Plane coloring pages
Free printable planes · Ages 3-8
A passenger plane is the giant of the sky — a long tube with two huge wings, a tail at the back and a row of tiny round windows down each side. Plane pages give kids a familiar but mysterious vehicle: every child has either flown in one or seen one fly overhead, and every plane page invites them to imagine where they'd fly.
- Used for
- Long-distance passenger and cargo travel
- Pilot
- Captain + co-pilot in the cockpit
- Cruise speed
- ~575 mph (925 km/h) for commercial jets
- Best for
- Ages 3-8
About this vehicle
Meet the plane
A passenger plane is the giant of the sky — a long tube with two huge wings, a tail at the back and a row of tiny round windows down each side. Plane pages give kids a familiar but mysterious vehicle: every child has either flown in one or seen one fly overhead, and every plane page invites them to imagine where they'd fly.
- Used for
- Long-distance passenger and cargo travel
- Pilot
- Captain + co-pilot in the cockpit
- Cruise speed
- ~575 mph (925 km/h) for commercial jets
- Best for
- Ages 3-8
Coloring tips
How to color a plane
Most commercial planes are white with a coloured stripe along the side (red, blue or the airline's signature colour). The engines under each wing are silver-grey. Add small grey clouds around the wings, a thin contrail behind the tail, and a tiny passenger waving in one of the windows.
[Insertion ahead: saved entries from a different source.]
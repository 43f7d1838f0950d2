use std::borrow::Borrow;
use std::collections::{BTreeMap, HashMap};

use serde::{Deserialize, Serialize};

use crate::categorize::{CategorizedGroup, categorize};
use crate::error::StatsError;
use crate::progress::{Progress, progress};
use crate::vocab::{BossCategory, BossTier, Skill, SkillCategory, UpgradeCategory};

/// Player payload as returned by the profile endpoint.
#[derive(Debug, Clone, PartialEq, Serialize, Deserialize)]
#[serde(rename_all = "camelCase")]
pub struct PlayerProfile {
    pub username: String,
    #[serde(default)]
    pub game_mode: Option<String>,
    #[serde(default)]
    pub guild_name: Option<String>,
    #[serde(default)]
    pub skill_experiences: BTreeMap<String, f64>,
    #[serde(default)]
    pub pvm_stats: BTreeMap<String, f64>,
    #[serde(default)]
    pub upgrades: BTreeMap<String, f64>,
}

#[derive(Debug, Clone, PartialEq, Serialize)]
pub struct SkillRow {
    pub skill: Skill,
    pub category: SkillCategory,
    pub experience: f64,
    pub progress: Progress,
}

#[derive(Debug, Clone, Copy, PartialEq, Serialize)]
pub struct SkillSummary {
    pub total_level: u32,
    pub total_experience: f64,
    pub maxed_skills: usize,
}

impl SkillSummary {
    pub fn from_rows(rows: &[SkillRow]) -> Self {
        Self {
            total_level: rows.iter().map(|row| row.progress.level).sum(),
            total_experience: rows.iter().map(|row| row.experience).sum(),
            maxed_skills: rows.iter().filter(|row| row.progress.is_maxed()).count(),
        }
    }
}

/// One row per vocabulary skill, in vocabulary order.
///
/// Skills missing from the input are shown at zero experience. Names outside
/// the vocabulary are left out of the flat list; they only appear in the
/// residual bucket of the categorized view. Naming one skill twice, in any
/// case, is rejected.
pub fn skill_rows<I, K, V>(experiences: I) -> Result<Vec<SkillRow>, StatsError>
where
    I: IntoIterator<Item = (K, V)>,
    K: AsRef<str>,
    V: Borrow<f64>,
{
    let mut known: HashMap<Skill, f64> = HashMap::new();
    for (name, value) in experiences {
        let name = name.as_ref();
        if let Ok(skill) = name.parse::<Skill>()
            && known.insert(skill, *value.borrow()).is_some()
        {
            return Err(StatsError::DuplicateCounter(name.to_string()));
        }
    }

    Skill::ALL
        .into_iter()
        .map(|skill| {
            let experience = known.get(&skill).copied().unwrap_or(0.0);
            Ok(SkillRow {
                skill,
                category: skill.category(),
                experience,
                progress: progress(experience)?,
            })
        })
        .collect()
}

/// Everything the profile page renders, derived from one payload.
#[derive(Debug, Clone, PartialEq, Serialize)]
pub struct ProfileView {
    pub username: String,
    pub game_mode: Option<String>,
    pub guild_name: Option<String>,
    pub skills: Vec<SkillRow>,
    pub skill_groups: CategorizedGroup<SkillCategory>,
    pub summary: SkillSummary,
    pub bosses: CategorizedGroup<BossCategory>,
    pub boss_tiers: CategorizedGroup<BossTier>,
    pub upgrades: CategorizedGroup<UpgradeCategory>,
}

impl ProfileView {
    pub fn build(profile: &PlayerProfile) -> Result<Self, StatsError> {
        let skills = skill_rows(&profile.skill_experiences)?;
        let summary = SkillSummary::from_rows(&skills);
        Ok(Self {
            username: profile.username.clone(),
            game_mode: profile.game_mode.clone(),
            guild_name: profile.guild_name.clone(),
            skill_groups: categorize(&profile.skill_experiences)?,
            skills,
            summary,
            bosses: categorize(&profile.pvm_stats)?,
            boss_tiers: categorize(&profile.pvm_stats)?,
            upgrades: categorize(&profile.upgrades)?,
        })
    }
}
Looking for more in the same style? Browse the other aircraft or head back to the full vehicles hub.
Step-by-step
How to color this plane
Five short steps that work for any age. Crayons, colored pencils and markers all work — pick whichever your child reaches for first.
Print the page
Save the plane coloring page to your device, then print it on standard letter or A4 paper. Thicker paper (around 90 gsm or 60 lb) handles markers without bleed-through; regular printer paper is fine for crayons and colored pencils.
Color the fuselage first
Most planes are white or silver as a base. Helicopters, jets and rockets follow the same rule — start with one solid base color across the whole body, leaving the wings or rotor for later.
Stripe down the side
Add a single bright stripe (red, blue or your favorite color) running along the body — that's the signature look of every commercial aircraft. Engines stay silver-gray; windows are pale blue.
Sky and clouds
Fill the background with a soft sky blue, leaving white space for two or three puffy clouds. A subtle gray contrail behind the tail shows the aircraft is in motion.
Finishing touches
When the colors are where you want them, trace the main outlines with a thin black pen to make the plane pop off the page. Date the back, snap a photo for the family album, then stick the finished page on the fridge.
What you'll need
A quick supplies checklist
Don't have everything? A printer, a piece of paper and a single crayon is enough to get started. The rest is optional.
Printer
Color or black-and-white both work. Set the print size to 'fit to page' and use letter or A4 paper.
Paper
Standard 20 lb (75 gsm) printer paper for crayons; 60+ lb (90+ gsm) for markers so the ink doesn't bleed.
Crayons
Best for ages 3-5 — forgiving on small hands, no smearing, and bright enough to feel finished in minutes.
Colored pencils
Best for ages 6+ and adults — perfect for shading, blending and the detailed pattern variants.
Markers
Bold, fast results. Pair with heavier paper so the ink stays on the page and doesn't soak through.
Did you know?
Plane fun facts to share while you color
Read these out loud — a 20-minute coloring session doubles as a vehicle-curriculum moment.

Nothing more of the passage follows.